On 8 February 2002, Górski was arrested on suspicion of attacking a police officer during an eviction blockade earlier that year. Anarchist organizations criticized the arrest, claiming that his detention was an attempt by police to "silence the citizens". Górski had originally planned a demonstration for the following day. Once news of his arrest reached anarchist circles, anarchists across Poland carried out "Liberate Górski" campaigns, in an effort to draw attention to his "unfounded arrest". Górski was sentenced to eight months in prison, which was later commuted to two years of probation.

Górski later served as a domestic and international delegate to the anarcho-syndicalist trade union, Workers' Initiative. He was a founder of the Multibranch Commission in Kraków, in 2008. That same year, he began working in activism for tenents living in Kraków. He founded the Sprawa Lokatorska newsletter and participated in eviction blockades.

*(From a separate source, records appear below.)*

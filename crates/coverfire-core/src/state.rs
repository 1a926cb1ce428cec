//! Game state snapshot: the complete visible state handed to the host each tick.

use serde::{Deserialize, Serialize};

use crate::enums::*;
use crate::events::GameEvent;
use crate::types::{Position, SimTime};

/// Complete game state produced after each tick.
#[derive(Debug, Clone, Default, Serialize, Deserialize)]
pub struct GameStateSnapshot {
    pub time: SimTime,
    pub phase: GamePhase,
    pub defeat_reason: Option<DefeatReason>,
    pub progression: ProgressionView,
    pub player: PlayerView,
    pub wave: WaveView,
    pub combatants: Vec<CombatantView>,
    pub projectiles: Vec<ProjectileView>,
    pub weapon: WeaponView,
    pub score: ScoreView,
    pub timer: TimerView,
    pub events: Vec<GameEvent>,
}

/// Camera progression along the cover stops.
#[derive(Debug, Clone, Default, Serialize, Deserialize)]
pub struct ProgressionView {
    pub state: ProgressionState,
    pub current_index: usize,
    /// Rail parameter of the camera.
    pub rail_position: f64,
    pub stop_count: usize,
}

/// Player status.
#[derive(Debug, Clone, Default, Serialize, Deserialize)]
pub struct PlayerView {
    pub health: i32,
    pub max_health: i32,
    pub in_cover: bool,
    pub control_enabled: bool,
    pub invulnerable: bool,
    /// Collider center in level space.
    pub position: Position,
}

/// Current wave status.
#[derive(Debug, Clone, Default, Serialize, Deserialize)]
pub struct WaveView {
    pub wave_index: Option<usize>,
    pub enemies_alive: u32,
    pub cleared: bool,
}

/// A combatant on screen.
#[derive(Debug, Clone, Serialize, Deserialize)]
pub struct CombatantView {
    pub id: u32,
    pub archetype: EnemyArchetype,
    pub position: Position,
    pub health: i32,
    pub max_health: i32,
    pub state: CombatantState,
    /// Player shots can land. False for an armoured boss and the dead.
    pub targetable: bool,
    /// Current hit chance percentage, if the combatant shoots.
    pub hit_chance: Option<f64>,
}

/// An enemy projectile in flight.
#[derive(Debug, Clone, Serialize, Deserialize)]
pub struct ProjectileView {
    pub position: Position,
    pub direction: Position,
    /// Drives the red warning tint on the client.
    pub intended_hit: bool,
}

/// Player weapon status.
#[derive(Debug, Clone, Default, Serialize, Deserialize)]
pub struct WeaponView {
    pub ammo: u32,
    pub max_ammo: u32,
    pub reloading: bool,
}

/// Running score.
#[derive(Debug, Clone, Default, Serialize, Deserialize)]
pub struct ScoreView {
    pub score: u32,
    pub shots_fired: u32,
    pub shots_hit: u32,
    /// Hit percentage (0 - 100).
    pub accuracy: f64,
}

/// Encounter clock.
#[derive(Debug, Clone, Default, Serialize, Deserialize)]
pub struct TimerView {
    pub remaining_secs: f64,
    pub expired: bool,
}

In 2006, Górski was diagnosed with cancer. In September 2009, he was hospitalized following injuries he received in a police raid. While in the hospital his health deteriorated and he underwent two operations due to a relapse in cancer. Górski died on 4 July 2010 in Kraków, at the age of 37.

== Journalism ==
Górski published in a number of anarchist and workers rights newsletters, including Inny Świat, Mać Pariadka, Przegląd Anarchistyczny, Recykling Idei, and Trybuna Śląska. From 2000 to 2004, he co-edited the anarchist periodical A-tak. In his writings, Górski wrote predominately on the theory and practicality of Representative Democracies, the history of anarchism and syndicalism in Poland, and on the popularity of cooperatives. In 2007, he published Bez państwa. Demokracja uczestnicząca w działaniu, which was described by the publisher as "the answer to the crisis of liberal democracy". The book, divided into three parts, discussed the impact of representative democracy on local governments, workplaces and the judiciary. In Bez państwa, Górski discussed the difference between the theory and practice of democracy, specifically stating in the preface "many myths that have arisen around participatory democracy: that it is a beautiful system, but impossible to implement" In 2008, he published Polscy zamachowcy, and in 2009 he published the article A gdyby transport był bezpłatny?

== Works ==
- ABC anarchosyndykalizmu. Mielec: Wydawnictwo "Inny Świat", 1999.[wspólnie z Michałem Przyborowskim]
- Demokracja uczestnicząca w samorządzie lokalnym. Poznań: Wydawnictwo Poznańskiej Biblioteki Anarchistycznej, 2003. ISBN 83-919519-0-1.
- Przewodnik po demokracji uczestniczącej (partycypacyjnej). Poznań: Kraków : Oficyna Wydawnicza Bractwa "Trojka", 2005. ISBN 83-922180-0-0.
- Bez państwa: demokracja uczestnicząca w działaniu. Kraków: Korporacja Ha!art, 2007. ISBN 978-83-89911-76-6.
- Historia i teraźniejszość samorządności pracowniczej w Polsce. Poznań: Oficyna Bractwa "Trojka", [2007]. ISBN 978-83-7396-764-9.
- Polscy zamachowcy. Droga do wolności. Kraków: Egis Libron, 2008. ISBN 978-83-7396-764-9.